Atelier du 31 août 2022 à Villenave d’Ornon : Le parti pris des choses
Texte de Marie-Isabelle et Maryline Sur l’étagère d’un magasin de porcelaine, une théière et un dé à coudre conversent.
- Tu es petit, minus insignifiant ! Je me demande par quel miracle tout le monde te veut ?
- Parce que je suis mignon et délicat, tellement plus que toi avec ta panse boursouflée et ton bec guindé !
- Alors ça c’est la meilleure ! Quand tu penses que mon usage est millénaire et international ! Je ne suis pas boursouflée, disons que j’ai une taille généreuse. Tandis que toi, pff !

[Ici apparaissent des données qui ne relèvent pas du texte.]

use std::env;
use std::fmt;
use std::net::{IpAddr, SocketAddr};

/// Distinguishes runtime behavior for different stages of the service.
#[derive(Debug, Clone, Copy, PartialEq, Eq)]
pub enum AppEnvironment {
    Development,
    Test,
    Production,
}

impl AppEnvironment {
    fn from_str(value: &str) -> Self {
        match value.trim().to_ascii_lowercase().as_str() {
            "prod" | "production" => Self::Production,
            "test" | "ci" => Self::Test,
            _ => Self::Development,
        }
    }
}

/// Top-level configuration for the portal.
#[derive(Debug, Clone)]
pub struct AppConfig {
    pub environment: AppEnvironment,
    pub server: ServerConfig,
    pub database: DatabaseConfig,
    pub telemetry: TelemetryConfig,
    pub mail: MailConfig,
}

impl AppConfig {
    pub fn load() -> Result<Self, ConfigError> {
        dotenvy::dotenv().ok();

        let environment = AppEnvironment::from_str(
            &env::var("APP_ENV").unwrap_or_else(|_| "development".to_string()),
        );

        let host = env::var("APP_HOST").unwrap_or_else(|_| "127.0.0.1".to_string());
        let port = env::var("PORT")
            .or_else(|_| env::var("APP_PORT"))
            .unwrap_or_else(|_| "8080".to_string())
            .parse::<u16>()
            .map_err(|_| ConfigError::InvalidPort)?;

        let allowed_origins = env::var("WEB_URL")
            .unwrap_or_else(|_| "*".to_string())
            .split(',')
            .map(|origin| origin.trim().to_string())
            .filter(|origin| !origin.is_empty())
            .collect();

        let rate_limit_per_second = match env::var("RATE_LIMIT_PER_SECOND") {
            Ok(raw) => raw
                .parse::<u32>()
                .ok()
                .filter(|value| *value > 0)
                .ok_or(ConfigError::InvalidRateLimit)?,
            Err(_) => 100,
        };

        let database_url = env::var("DATABASE_URL")
            .or_else(|_| env::var("DB_URL"))
            .unwrap_or_else(|_| "job_portal.db".to_string());

        let log_level = env::var("APP_LOG_LEVEL").unwrap_or_else(|_| "info".to_string());

        let sender = env::var("MAIL_SENDER").unwrap_or_else(|_| "noreply@jobportal.local".to_string());
        let queue_capacity = match env::var("MAIL_QUEUE_CAPACITY") {
            Ok(raw) => raw
                .parse::<usize>()
                .ok()
                .filter(|value| *value > 0)
                .ok_or(ConfigError::InvalidMailQueueCapacity)?,
            Err(_) => 256,
        };

        let smtp = match env::var("SMTP_HOST") {
            Ok(host) if !host.trim().is_empty() => {
                let port = match env::var("SMTP_PORT") {
                    Ok(raw) => raw.parse::<u16>().map_err(|_| ConfigError::InvalidSmtpPort)?,
                    Err(_) => 587,
                };
                let credentials = match (env::var("SMTP_USERNAME"), env::var("SMTP_PASSWORD")) {
                    (Ok(username), Ok(password)) if !username.is_empty() => {
                        Some(SmtpCredentials { username, password })
                    }
                    _ => None,
                };
                Some(SmtpConfig {
                    host: host.trim().to_string(),
                    port,
                    credentials,
                })
            }
            _ => None,
        };

        Ok(Self {
            environment,
            server: ServerConfig {
                host,
                port,
                allowed_origins,
                rate_limit_per_second,
            },
            database: DatabaseConfig { url: database_url },
            telemetry: TelemetryConfig { log_level },
            mail: MailConfig {
                sender,
                queue_capacity,
                smtp,
            },
        })
    }
}

/// Settings controlling the HTTP server binding and edge policies.
#[derive(Debug, Clone)]
pub struct ServerConfig {
    pub host: String,
    pub port: u16,
    /// Origins allowed by CORS; `*` allows any origin.
    pub allowed_origins: Vec<String>,
    pub rate_limit_per_second: u32,
}

impl ServerConfig {
    pub fn socket_addr(&self) -> Result<SocketAddr, ConfigError> {
        if self.host.eq_ignore_ascii_case("localhost") {
            return Ok(SocketAddr::new(IpAddr::from([127, 0, 0, 1]), self.port));
        }

        let ip: IpAddr = self
            .host
            .parse()
            .map_err(|source| ConfigError::InvalidHost { source })?;

        Ok(SocketAddr::new(ip, self.port))
    }
}

/// Location of the SQLite database file (`:memory:` for a throwaway store).
#[derive(Debug, Clone)]
pub struct DatabaseConfig {
    pub url: String,
}

/// Tracing controls.
#[derive(Debug, Clone)]
pub struct TelemetryConfig {
    pub log_level: String,
}

#[derive(Debug, Clone)]
pub struct MailConfig {
    pub sender: String,
    pub queue_capacity: usize,
    /// Relay used for delivery; `None` keeps mail in the log.
    pub smtp: Option<SmtpConfig>,
}

/// STARTTLS relay settings read from `SMTP_*`.
#[derive(Clone)]
pub struct SmtpConfig {
    pub host: String,
    pub port: u16,
    pub credentials: Option<SmtpCredentials>,
}

#[derive(Clone)]
pub struct SmtpCredentials {
    pub username: String,
    pub password: String,
}

impl fmt::Debug for SmtpConfig {
    fn fmt(&self, f: &mut fmt::Formatter<'_>) -> fmt::Result {
        f.debug_struct("SmtpConfig")
            .field("host", &self.host)
            .field("port", &self.port)
            .field(
                "username",
                &self.credentials.as_ref().map(|creds| creds.username.as_str()),
            )
            .finish()
    }
}

#[derive(Debug)]
pub enum ConfigError {
    InvalidPort,
    InvalidHost { source: std::net::AddrParseError },
    InvalidRateLimit,
    InvalidMailQueueCapacity,
    InvalidSmtpPort,
}

impl fmt::Display for ConfigError {
    fn fmt(&self, f: &mut fmt::Formatter<'_>) -> fmt::Result {
        match self {
            ConfigError::InvalidPort => write!(f, "PORT/APP_PORT must be a valid u16"),
            ConfigError::InvalidHost { .. } => {
                write!(f, "APP_HOST must parse to an IPv4 or IPv6 address")
            }
            ConfigError::InvalidRateLimit => {
                write!(f, "RATE_LIMIT_PER_SECOND must be a positive integer")
            }
            ConfigError::InvalidMailQueueCapacity => {
                write!(f, "MAIL_QUEUE_CAPACITY must be a positive integer")
            }
            ConfigError::InvalidSmtpPort => write!(f, "SMTP_PORT must be a valid u16"),
        }
    }
}

impl std::error::Error for ConfigError {
    fn source(&self) -> Option<&(dyn std::error::Error + 'static)> {
        match self {
            ConfigError::InvalidHost { source } => Some(source),
            ConfigError::InvalidPort
            | ConfigError::InvalidRateLimit
            | ConfigError::InvalidMailQueueCapacity
            | ConfigError::InvalidSmtpPort => None,
        }
    }
}
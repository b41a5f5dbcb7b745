use chrono::{DateTime, Utc};
use rusqlite::types::Value;
use rusqlite::{params, params_from_iter, Connection, OptionalExtension, Row};

use super::{RepositoryError, SqliteStore};
use crate::jobs::{JobFilter, JobListing, JobRepository, JobStatus, NewJob, Page};

const LISTING_COLUMNS: &str = "j.id, j.employer_id, j.job_title, j.description, j.location, j.job_type, \
     j.min_salary, j.max_salary, j.posted_date, j.expiry_date, j.applicant_count, j.status, j.job_category";

fn row_to_listing(row: &Row<'_>) -> rusqlite::Result<JobListing> {
    let raw_status: String = row.get(11)?;
    let status = JobStatus::parse(&raw_status).ok_or_else(|| {
        rusqlite::Error::FromSqlConversionFailure(
            11,
            rusqlite::types::Type::Text,
            format!("unknown job status '{raw_status}'").into(),
        )
    })?;
    Ok(JobListing {
        id: row.get(0)?,
        employer_id: row.get(1)?,
        job_title: row.get(2)?,
        description: row.get(3)?,
        location: row.get(4)?,
        job_type: row.get(5)?,
        min_salary: row.get(6)?,
        max_salary: row.get(7)?,
        posted_date: row.get(8)?,
        expiry_date: row.get(9)?,
        applicant_count: row.get(10)?,
        status,
        job_category: row.get(12)?,
        requirements: Vec::new(),
    })
}

fn requirements(conn: &Connection, job_listing_id: i64) -> rusqlite::Result<Vec<String>> {
    let mut stmt =
        conn.prepare("SELECT name FROM requirement WHERE job_listing_id = ?1 ORDER BY id")?;
    let names = stmt
        .query_map(params![job_listing_id], |row| row.get(0))?
        .collect::<Result<Vec<String>, _>>()?;
    Ok(names)
}

fn insert_requirements(
    conn: &Connection,
    job_listing_id: i64,
    names: &[String],
) -> rusqlite::Result<()> {
    let mut stmt = conn.prepare("INSERT INTO requirement (job_listing_id, name) VALUES (?1, ?2)")?;
    for name in names {
        stmt.execute(params![job_listing_id, name])?;
    }
    Ok(())
}

/// Runs a listing query and attaches each row's requirement set.
fn query_listings(
    conn: &Connection,
    sql: &str,
    values: Vec<Value>,
) -> Result<Vec<JobListing>, RepositoryError> {
    let mut stmt = conn.prepare(sql)?;
    let rows = stmt
        .query_map(params_from_iter(values.iter()), row_to_listing)?
        .collect::<Result<Vec<_>, _>>()?;

    let mut listings = Vec::with_capacity(rows.len());
    for mut listing in rows {
        listing.requirements = requirements(conn, listing.id)?;
        listings.push(listing);
    }
    Ok(listings)
}

fn fetch_job_with(conn: &Connection, id: i64) -> Result<Option<JobListing>, RepositoryError> {
    let listing = conn
        .query_row(
            &format!("SELECT {LISTING_COLUMNS} FROM job_listings j WHERE j.id = ?1"),
            params![id],
            row_to_listing,
        )
        .optional()?;
    match listing {
        Some(mut listing) => {
            listing.requirements = requirements(conn, listing.id)?;
            Ok(Some(listing))
        }
        None => Ok(None),
    }
}

impl JobRepository for SqliteStore {
    fn insert_job(
        &self,
        job: &NewJob,
        posted_date: DateTime<Utc>,
    ) -> Result<JobListing, RepositoryError> {
        let mut conn = self.connection()?;
        let tx = conn.transaction()?;

        tx.execute(
            "INSERT INTO job_listings (employer_id, job_title, description, location, job_type,
                 min_salary, max_salary, posted_date, expiry_date, applicant_count, status, job_category)
             VALUES (?1, ?2, ?3, ?4, ?5, ?6, ?7, ?8, ?9, 0, ?10, ?11)",
            params![
                job.employer_id,
                job.job_title,
                job.description,
                job.location,
                job.job_type,
                job.min_salary,
                job.max_salary,
                posted_date,
                job.expiry_date,
                job.status.label(),
                job.job_category
            ],
        )?;
        let id = tx.last_insert_rowid();
        insert_requirements(&tx, id, &job.requirements)?;
        tx.commit()?;

        Ok(JobListing {
            id,
            employer_id: job.employer_id,
            job_title: job.job_title.clone(),
            description: job.description.clone(),
            location: job.location.clone(),
            job_type: job.job_type.clone(),
            min_salary: job.min_salary,
            max_salary: job.max_salary,
            posted_date,
            expiry_date: job.expiry_date,
            applicant_count: 0,
            status: job.status,
            job_category: job.job_category.clone(),
            requirements: job.requirements.clone(),
        })
    }

    fn fetch_job(&self, id: i64) -> Result<Option<JobListing>, RepositoryError> {
        let conn = self.connection()?;
        fetch_job_with(&conn, id)
    }

    fn list_jobs(&self, page: Page) -> Result<Vec<JobListing>, RepositoryError> {
        let conn = self.connection()?;
        query_listings(
            &conn,
            &format!(
                "SELECT {LISTING_COLUMNS} FROM job_listings j
                 ORDER BY j.posted_date DESC, j.id DESC
                 LIMIT ?1 OFFSET ?2"
            ),
            vec![
                Value::Integer(i64::from(page.limit)),
                Value::Integer(i64::from(page.offset)),
            ],
        )
    }

    fn jobs_by_employer(&self, employer_id: i64) -> Result<Vec<JobListing>, RepositoryError> {
        let conn = self.connection()?;
        query_listings(
            &conn,
            &format!(
                "SELECT {LISTING_COLUMNS} FROM job_listings j
                 WHERE j.employer_id = ?1
                 ORDER BY j.posted_date DESC, j.id DESC"
            ),
            vec![Value::Integer(employer_id)],
        )
    }

    fn update_job(&self, id: i64, job: &NewJob) -> Result<JobListing, RepositoryError> {
        let mut conn = self.connection()?;
        let tx = conn.transaction()?;

        let changed = tx.execute(
            "UPDATE job_listings
             SET employer_id = ?1, job_title = ?2, description = ?3, location = ?4, job_type = ?5,
                 min_salary = ?6, max_salary = ?7, expiry_date = ?8, status = ?9, job_category = ?10
             WHERE id = ?11",
            params![
                job.employer_id,
                job.job_title,
                job.description,
                job.location,
                job.job_type,
                job.min_salary,
                job.max_salary,
                job.expiry_date,
                job.status.label(),
                job.job_category,
                id
            ],
        )?;
        if changed == 0 {
            return Err(RepositoryError::NotFound);
        }

        tx.execute(
            "DELETE FROM requirement WHERE job_listing_id = ?1",
            params![id],
        )?;
        insert_requirements(&tx, id, &job.requirements)?;
        let listing = fetch_job_with(&tx, id)?.ok_or(RepositoryError::NotFound)?;
        tx.commit()?;

        Ok(listing)
    }

    fn delete_job(&self, id: i64) -> Result<(), RepositoryError> {
        let conn = self.connection()?;
        let changed = conn.execute("DELETE FROM job_listings WHERE id = ?1", params![id])?;
        if changed == 0 {
            return Err(RepositoryError::NotFound);
        }
        Ok(())
    }

    fn filter_jobs(&self, filter: &JobFilter) -> Result<Vec<JobListing>, RepositoryError> {
        let mut clauses: Vec<String> = Vec::new();
        let mut values: Vec<Value> = Vec::new();

        // Both sides go through SQLite's LOWER so folding is identical.
        if let Some(location) = &filter.location {
            values.push(Value::Text(contains_pattern(location)));
            clauses.push(format!(
                "LOWER(j.location) LIKE LOWER(?{}) ESCAPE '\\'",
                values.len()
            ));
        }
        if let Some(job_type) = &filter.job_type {
            values.push(Value::Text(contains_pattern(job_type)));
            clauses.push(format!(
                "LOWER(j.job_type) LIKE LOWER(?{}) ESCAPE '\\'",
                values.len()
            ));
        }
        if let Some(min_salary) = filter.min_salary.filter(|value| *value > 0.0) {
            values.push(Value::Real(min_salary));
            clauses.push(format!("j.min_salary >= ?{}", values.len()));
        }
        if let Some(max_salary) = filter.max_salary.filter(|value| *value > 0.0) {
            values.push(Value::Real(max_salary));
            clauses.push(format!("j.max_salary <= ?{}", values.len()));
        }
        for skill in &filter.skills {
            values.push(Value::Text(skill.clone()));
            clauses.push(format!(
                "EXISTS (SELECT 1 FROM requirement r WHERE r.job_listing_id = j.id AND LOWER(r.name) = LOWER(?{}))",
                values.len()
            ));
        }

        let where_clause = if clauses.is_empty() {
            String::new()
        } else {
            format!("WHERE {}", clauses.join(" AND "))
        };

        let conn = self.connection()?;
        query_listings(
            &conn,
            &format!(
                "SELECT {LISTING_COLUMNS} FROM job_listings j {where_clause}
                 ORDER BY j.posted_date DESC, j.id DESC"
            ),
            values,
        )
    }
}

/// `%text%` with LIKE wildcards in `text` escaped by a backslash.
fn contains_pattern(text: &str) -> String {
    let mut pattern = String::with_capacity(text.len() + 2);
    pattern.push('%');
    for ch in text.chars() {
        if matches!(ch, '%' | '_' | '\\') {
            pattern.push('\\');
        }
        pattern.push(ch);
    }
    pattern.push('%');
    pattern
}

- Moi, j’existais déjà au paléolithique ! Comment crois-tu que les hommes auraient survécu si je n’avais pas été là pour les aider à coudre de solides peaux de mammouth ?
- Je vois que Môssieur se pousse du col. Pour ta gouverne, mon p’tit, sache que grâce à moi, les hommes ont cessé d’attraper des maladies. Eh oui, c’est de l’eau bouillante que je reçois. Et c’est de l’eau bouillie et donc plus saine que les hommes buvaient.
- Je t’accorde que tu es une bonne infirmière. Je comprends mieux pourquoi tu portes cet uniforme blanc si strict. Moi, vois-tu je suis créatif, indispensable à la mode. Voilà pourquoi tout le monde me veut.
- Disons que nous avons l’un comme l’autre des domaines de compétences différents. Je ne suis peut-être pas une créative au sens où tu l’entends. Non, moi je suis une constante, une régulière. Je dure dans le temps, on ne m’égare pas, moi !
- Évidemment, grosse comme tu es ! Humpf… Excuse-moi, je n’aurais jamais dû dire ça. Nous avons en commun un délicat teint de porcelaine, nous plaisons aux dames et nous avons de la distinction. Qu’est-ce que tu penses par contre de la cuvette sur l’étagère en face ?
- Petit mais amusant ! Elle est moche et en plus elle ne reçoit que de l’eau et du savon. C’est d’un ordinaire ! Toi et moi nous avons un rang à tenir, alors qu’elle !
- Tu as raison ! Et regarde là-bas l’urinoir qui se prend pour une œuvre d’art ! Nous, nous sommes la classe personnifiée, n’est-ce pas ma chère ?
J’aime les nouvelles dans lesquelles dialoguent des objets, des animaux ou des plantes.
C’est la raison pour laquelle j’apprécie celui-ci, avec une restriction. Je ne suis pas sûr que la théière et le dé à coudre existaient déjà au paléolithique !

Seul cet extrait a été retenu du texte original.